Re: what I learned from today's discussion of delimiters

John Lumley writes:

> At risk of being shot down in flames, there is an ASCII 'bracket' pair
> that we aren't currently using, neither of which appears, as far as I 
> can see,  in the IXML grammar,
>
>    viz: '<' and '>'.
>
> Now I know there are other (alright perhaps many) reasons to suggest
> avoiding them, but they won't currently appear outside strings in any 
> valid IXML and are seen as 'container pairs', and are certainly ASCII.

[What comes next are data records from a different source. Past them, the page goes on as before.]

//! Lazy, single-instance ownership of the sentiment model.
//!
//! Loading the classifier takes seconds and hundreds of megabytes, so it is built on
//! first use and kept for the life of the provider. The cell guarding the instance
//! admits exactly one constructor at a time: concurrent first callers wait for the
//! running construction instead of starting their own. A failed construction leaves the
//! cell empty, so the next caller retries from scratch.

use std::fmt;
use std::sync::atomic::{AtomicUsize, Ordering};
use std::sync::Arc;

use once_cell::sync::OnceCell;
use tracing::{info, warn};

use crate::config::RuntimeConfig;
use crate::error::Result;
use crate::pipelines::sentiment::SentimentModel;
use crate::pipelines::stats::PipelineStats;

/// Owns the lifecycle of one [`SentimentModel`] instance.
///
/// # Examples
///
/// ```rust
/// use sentimiento::config::RuntimeConfig;
/// use sentimiento::error::Result;
/// use sentimiento::provider::AnalyzerProvider;
/// use sentimiento::sentiment::{Prediction, ProbabilityDistribution, SentimentModel};
///
/// struct AlwaysNeutral;
///
/// impl SentimentModel for AlwaysNeutral {
///     type Options = ();
///     fn load(_: (), _: &RuntimeConfig) -> Result<Self> {
///         Ok(AlwaysNeutral)
///     }
///     fn predict(&self, _: &str) -> Result<Prediction> {
///         Ok(Prediction::new("NEU", ProbabilityDistribution::new().with("NEU", 1.0)))
///     }
/// }
///
/// # fn main() -> Result<()> {
/// let provider = AnalyzerProvider::<AlwaysNeutral>::new((), RuntimeConfig::default());
/// assert!(!provider.is_ready());
///
/// let first = provider.acquire()?;
/// let second = provider.acquire()?;
/// assert!(std::sync::Arc::ptr_eq(&first, &second));
/// assert_eq!(provider.constructions(), 1);
/// # Ok(())
/// # }
/// ```
pub struct AnalyzerProvider<M: SentimentModel> {
    options: M::Options,
    runtime: RuntimeConfig,
    instance: OnceCell<Arc<M>>,
    constructions: AtomicUsize,
}

impl<M: SentimentModel> AnalyzerProvider<M> {
    /// Create an uninitialized provider. Nothing is loaded until [`Self::acquire`].
    pub fn new(options: M::Options, runtime: RuntimeConfig) -> Self {
        Self {
            options,
            runtime,
            instance: OnceCell::new(),
            constructions: AtomicUsize::new(0),
        }
    }

    /// Return the model, constructing it if this is the first successful call.
    ///
    /// # Errors
    ///
    /// Propagates the construction error. The provider stays uninitialized and the
    /// next call retries.
    pub fn acquire(&self) -> Result<Arc<M>> {
        self.instance
            .get_or_try_init(|| self.construct())
            .map(Arc::clone)
    }

    fn construct(&self) -> Result<Arc<M>> {
        let attempt = self.constructions.fetch_add(1, Ordering::SeqCst) + 1;
        info!(
            attempt,
            options = ?self.options,
            compute_threads = self.runtime.compute_threads,
            cpu_only = self.runtime.cpu_only,
            "constructing sentiment analyzer"
        );

        let stats = PipelineStats::start();
        match M::load(self.options.clone(), &self.runtime) {
            Ok(model) => {
                let stats = stats.finish();
                info!(attempt, elapsed_ms = stats.millis(), "sentiment analyzer ready");
                Ok(Arc::new(model))
            }
            Err(e) => {
                warn!(attempt, error = %e, "sentiment analyzer construction failed");
                Err(e)
            }
        }
    }

    /// Whether the model has been constructed.
    pub fn is_ready(&self) -> bool {
        self.instance.get().is_some()
    }

    /// Number of construction attempts so far, successful or not.
    pub fn constructions(&self) -> usize {
        self.constructions.load(Ordering::SeqCst)
    }
}

impl<M: SentimentModel> fmt::Debug for AnalyzerProvider<M> {
    fn fmt(&self, f: &mut fmt::Formatter<'_>) -> fmt::Result {
        f.debug_struct("AnalyzerProvider")
            .field("options", &self.options)
            .field("runtime", &self.runtime)
            .field("ready", &self.is_ready())
            .field("constructions", &self.constructions())
            .finish()
    }
}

> Just for sake of some completeness....

You're a brave man, John.

It has been more than 20 years since Java and XML both made Unicode the
central character set.  I suspect that by now even { and } are
transferred correctly nowadays between IBM mainframes and the rest of
the world, although I don't have a convenient way to check.  I think
it's time we left seven-bit character sets to the lower-level networking
protocols and used Unicode without apology.

I won't object on principle to ASCII delimiters, but I decline to view
being in ASCII as an advantage for any delimiter proposal.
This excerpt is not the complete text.